During my pre-procedure anesthesia conference, I mentioned that I have obstructive sleep apnea (OSA), and so I received a milder than a "total knock out" dose of proponol,  so as not to compromise my breathing -- in the form of a "cocktail" of proponol and ketamine.

The ketamine induced some mild, colorful pattern-like hallucinations, and was very pleasant.  Although a child of the fifties and sixties, I have taken a hallucinogen before, and at a low, monitored dose the visual effects were quite striking, and my overall mood was highly elevated. The "doors of perception" were opened a bit. From earlier reading, I recalled that low doses of ketamine are sometimes used to treat severe depression and suicidal ideation

When I researched ketamine online, I found out that it is often used as an animal tranquilizer, and also has long been used and abused as a "recreational drug" by dance and light show ravers and clubbers -- with results somewhat similar to Ectasy. I can understand how ketamine use could become addictive. Apparently, a tolerance to the drug is quickly built up, and the addiction becomes much, much harder to feed. Here are some charts from a Wiki entry on Ecstasy (MDMA) on the comparative risk factors of the various "recreational drugs."

From Wiki:

Comparison of the perceived harm for 20 popular recreational drugs from a poll among medical psychiatrists specialized in addiction treatment. Ecstasy is ranked the 16th most addictive and 12th most harmful of 20 popular recreational drugs.

Enjoyable as it was, I think I'll wait the recommended five years for my next go-around to experience it again. Still and yet, it made for a much more interesting procedure.

Ketamine 'Exciting' Depression Therapy

By James Gallagher, Health and Science reporter, BBC News

Ketamine offers an avenue of research into a field that has struggled to find new treatments for depression.

The illegal party drug ketamine is an "exciting" and "dramatic" new treatment for depression, say doctors who have conducted the first trial in the UK.

Some patients who have faced incurable depression for decades have had symptoms disappear within hours of taking low doses of the drug.

The small trial on 28 people, reported in the Journal of Psychopharmacology, shows the benefits can last months.

Experts said the findings opened up a whole new avenue of research.

Depression is common and affects one-in-10 people at some point in their lives.

Antidepressants, such as prozac, and behavioural therapies help some patients, but a significant proportion remain resistant to any form of treatment.

A team at Oxford Health NHS Foundation Trust gave patients doses of ketamine over 40 minutes on up to six occasions.
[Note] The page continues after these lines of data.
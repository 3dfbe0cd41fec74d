//! Terrain tags → scalar elevation in [-1, 1].
//!
//! -1 is the deepest water, 0 sea level, 1 a mountain peak.

use serde::{Deserialize, Serialize};

use crate::terrain::{TerrainProfile, TerrainTag};

// ── Tag contributions ─────────────────────────────────────────────────────────

/// Raise pass: the accumulator takes the max with each present tag's value.
const RAISE: &[(TerrainTag, f32)] = &[
    (TerrainTag::Mountain, 0.9),
    (TerrainTag::Hills, 0.4),
    (TerrainTag::Castle, 0.3),
    (TerrainTag::Church, 0.2),
    (TerrainTag::Forest, 0.15),
    (TerrainTag::Desert, 0.1),
    (TerrainTag::Grass, 0.05),
    (TerrainTag::Building, 0.05),
    (TerrainTag::Road, 0.0),
];

/// Lower pass: the accumulator takes the min with each present tag's value.
/// Runs after the raise pass, so any water tag wins over high ground.
const LOWER: &[(TerrainTag, f32)] = &[
    (TerrainTag::Swamp, -0.1),
    (TerrainTag::Coast, 0.0),
    (TerrainTag::River, -0.2),
    (TerrainTag::Stream, -0.1),
    (TerrainTag::Lake, -0.4),
    (TerrainTag::Port, -0.1),
];

/// Elevation for a profile, or the clamped override when one is given.
///
/// Generic WATER has no entry in either pass and leaves the value untouched.
/// A non-finite override is ignored.
pub fn compute_elevation(profile: &TerrainProfile, override_value: Option<f32>) -> f32 {
    if let Some(v) = override_value.filter(|v| v.is_finite()) {
        return v.clamp(-1.0, 1.0);
    }

    let mut elevation = 0.0f32;
    for &(tag, value) in RAISE {
        if profile.contains(tag) {
            elevation = elevation.max(value);
        }
    }
    for &(tag, value) in LOWER {
        if profile.contains(tag) {
            elevation = elevation.min(value);
        }
    }
    elevation
}

// ── Display buckets ───────────────────────────────────────────────────────────

#[derive(Debug, Clone, Copy, PartialEq, Eq, Hash, Serialize, Deserialize)]
pub enum ElevationBand {
    MountainPeak,
    HighHills,
    Hills,
    GentleRise,
    SeaLevel,
    LowGround,
    LakeBasin,
    DeepWater,
}

impl ElevationBand {
    /// Bucket an elevation; thresholds are inclusive lower bounds.
    pub fn of(elevation: f32) -> Self {
        if elevation >= 0.8 {
            ElevationBand::MountainPeak
        } else if elevation >= 0.5 {
            ElevationBand::HighHills
        } else if elevation >= 0.3 {
            ElevationBand::Hills
        } else if elevation >= 0.1 {
            ElevationBand::GentleRise
        } else if elevation >= -0.1 {
            ElevationBand::SeaLevel
        } else if elevation >= -0.3 {
            ElevationBand::LowGround
        } else if elevation >= -0.5 {
            ElevationBand::LakeBasin
        } else {
            ElevationBand::DeepWater
        }
    }

    pub fn label(self) -> &'static str {
        match self {
            ElevationBand::MountainPeak => "Mountain Peak",
            ElevationBand::HighHills => "High Hills",
            ElevationBand::Hills => "Hills",
            ElevationBand::GentleRise => "Gentle Rise",
            ElevationBand::SeaLevel => "Flat/Sea Level",
            ElevationBand::LowGround => "Low Ground",
            ElevationBand::LakeBasin => "Lake Basin",
            ElevationBand::DeepWater => "Deep Water",
        }
    }
}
Eight showed improvements in reported levels of depression, with four of them improving so much they were no longer classed as depressed.
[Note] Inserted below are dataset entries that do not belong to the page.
//! Per-tag keyword lists for substring classification.
//!
//! The lists are matched as raw lowercase substrings, so `"way"` also fires on
//! "always" and `"crumbl"` covers crumbling/crumbled. Other tools key off the
//! same lists; keep them byte-for-byte stable.

use super::TerrainTag;

/// Every substring-matched tag with its keywords. LAKE is absent: it goes
/// through the guarded predicate in `super::lake`.
pub const KEYWORD_RULES: &[(TerrainTag, &[&str])] = &[
    (TerrainTag::Road, &["road", "path", "trail", "highway", "street", "lane", "way"]),
    (
        TerrainTag::Forest,
        &["forest", "tree", "wood", "grove", "copse", "timber", "oak", "pine", "jungle"],
    ),
    (TerrainTag::Stream, &["stream", "creek", "brook"]),
    (TerrainTag::River, &["river"]),
    (TerrainTag::Water, &["water", "falls", "fountain"]),
    (TerrainTag::Mountain, &["mountain", "peak", "summit", "alpine"]),
    (
        TerrainTag::Hills,
        &["hill", "cliff", "ridge", "highland", "slope", "knoll", "mound"],
    ),
    (
        TerrainTag::Grass,
        &["grass", "meadow", "field", "plain", "pasture", "clearing", "prairie"],
    ),
    (
        TerrainTag::Building,
        &["town", "village", "inn", "tavern", "house", "building", "shop", "market", "hamlet"],
    ),
    (
        TerrainTag::Castle,
        &["castle", "fortress", "citadel", "stronghold", "keep", "palace"],
    ),
    (
        TerrainTag::Church,
        &["church", "temple", "cathedral", "shrine", "chapel", "monastery", "abbey"],
    ),
    (
        TerrainTag::Cave,
        &["cave", "cavern", "underground", "tunnel", "grotto", "mine", "dungeon"],
    ),
    (
        TerrainTag::Desert,
        &["desert", "sand", "dune", "arid", "wasteland", "barren"],
    ),
    (
        TerrainTag::Coast,
        &["coast", "shore", "beach", "sea", "ocean", "bay", "harbor", "cove"],
    ),
    (
        TerrainTag::Swamp,
        &["swamp", "marsh", "bog", "wetland", "fen", "mire", "bayou"],
    ),
    (
        TerrainTag::Port,
        &["port", "dock", "pier", "wharf", "marina", "shipyard", "quay"],
    ),
    (
        TerrainTag::Ruins,
        &["ruin", "ancient", "crumbl", "decay", "abandon", "forgotten", "lost"],
    ),
];

/// Keywords registered for `tag`; empty for LAKE.
pub fn keywords_for(tag: TerrainTag) -> &'static [&'static str] {
    KEYWORD_RULES
        .iter()
        .find(|(t, _)| *t == tag)
        .map(|(_, words)| *words)
        .unwrap_or(&[])
}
Some responded within six hours of the first infusion of ketamine.

Lead researcher Dr. Rupert McShane said: "It really is dramatic for some people, it's the sort of thing really that makes it worth doing psychiatry, it's a really wonderful thing to see."

He added: "[The patients] say 'ah this is how I used to think' and the relatives say 'we've got x back'."
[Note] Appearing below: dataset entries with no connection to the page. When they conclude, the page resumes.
//! Downhill flow direction from a tile's own elevation and up to four cardinal
//! neighbours.
//!
//! Screen axes: +x east, +y south.

use serde::{Deserialize, Serialize};

/// Flow vectors shorter than this are treated as flat.
const FLAT_MAGNITUDE: f32 = 0.01;

/// Elevations of the cardinal neighbours reachable through a tile's own exits.
#[derive(Debug, Clone, Copy, Default, PartialEq, Serialize, Deserialize)]
pub struct NeighborElevations {
    pub north: Option<f32>,
    pub south: Option<f32>,
    pub east: Option<f32>,
    pub west: Option<f32>,
}

impl NeighborElevations {
    pub fn is_empty(&self) -> bool {
        self.iter().next().is_none()
    }

    /// Present neighbour elevations in N, S, E, W order.
    pub fn iter(&self) -> impl Iterator<Item = f32> {
        [self.north, self.south, self.east, self.west].into_iter().flatten()
    }

    pub fn lowest(&self) -> Option<f32> {
        self.iter().reduce(f32::min)
    }

    pub fn highest(&self) -> Option<f32> {
        self.iter().reduce(f32::max)
    }
}

/// Unit direction water travels across a tile.
#[derive(Debug, Clone, Copy, PartialEq, Serialize, Deserialize)]
pub struct FlowVector {
    pub x: f32,
    pub y: f32,
}

impl FlowVector {
    /// Used when the terrain is flat or no neighbour data exists.
    pub const SOUTH: FlowVector = FlowVector { x: 0.0, y: 1.0 };

    pub fn new(x: f32, y: f32) -> Self {
        Self { x, y }
    }

    pub fn length(self) -> f32 {
        (self.x * self.x + self.y * self.y).sqrt()
    }
}

/// One-axis gradient: central difference when both sides exist, one-sided
/// difference otherwise. `lo` is the west/north side, `hi` the east/south side.
fn axis_gradient(own: f32, lo: Option<f32>, hi: Option<f32>) -> f32 {
    match (lo, hi) {
        (Some(lo), Some(hi)) => (hi - lo) / 2.0,
        (None, Some(hi)) => hi - own,
        (Some(lo), None) => own - lo,
        (None, None) => 0.0,
    }
}

/// Downhill direction: the normalised negative gradient, or due south when
/// the gradient is negligible.
pub fn flow_direction(elevation: f32, neighbors: &NeighborElevations) -> FlowVector {
    let gx = axis_gradient(elevation, neighbors.west, neighbors.east);
    let gy = axis_gradient(elevation, neighbors.north, neighbors.south);

    let downhill = FlowVector::new(-gx, -gy);
    let magnitude = downhill.length();
    if magnitude.is_nan() || magnitude < FLAT_MAGNITUDE {
        return FlowVector::SOUTH;
    }
    FlowVector::new(downhill.x / magnitude, downhill.y / magnitude)
}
Dr McShane said this included patients who had lived with depression for 20 years.

The testing of ketamine has indentified some serious side-effects

The duration of the effect is still a problem.

Some relapse within days, while others have found they benefit for around three months and have since had additional doses of ketamine.

There are also some serious side-effects including one case of the supply of blood to the brain being interrupted.

Doctors say people should not try to self-medicate because of the serious risk to health outside of a hospital setting.

"It is exciting, but it's not about to be a routine treatment as where we need to be going is maintaining the response... it's not about to replace prozac."

However, it does offer a new avenue of research into a field that has struggled to find new treatments for depression.

'Something chemical'

David Taylor, professor of psychopharmacology at the Maudsley Hospital, London, told the BBC: "In these kinds of patients, spontaneous remission almost never happens, people going to these clinics are at the end of the road."

"It shows that depression is something chemical, that it can be reversed with chemicals, it dispenses for once and for all that you can just pull your socks up."

"What restricts it is the potential for disturbing psychological adverse effects and the route by which is given - intravenous - does restrict it to a small number of people."

He said in the future drug companies would develop a chemical that had the benefits, but without the side-effects, and that could be taken by something such as an inhaler.

The Home Office is reclassifying ketamine in the UK to be a class B drug, although it is already used in medicine for the treatment of back pain and as an anaesthetic.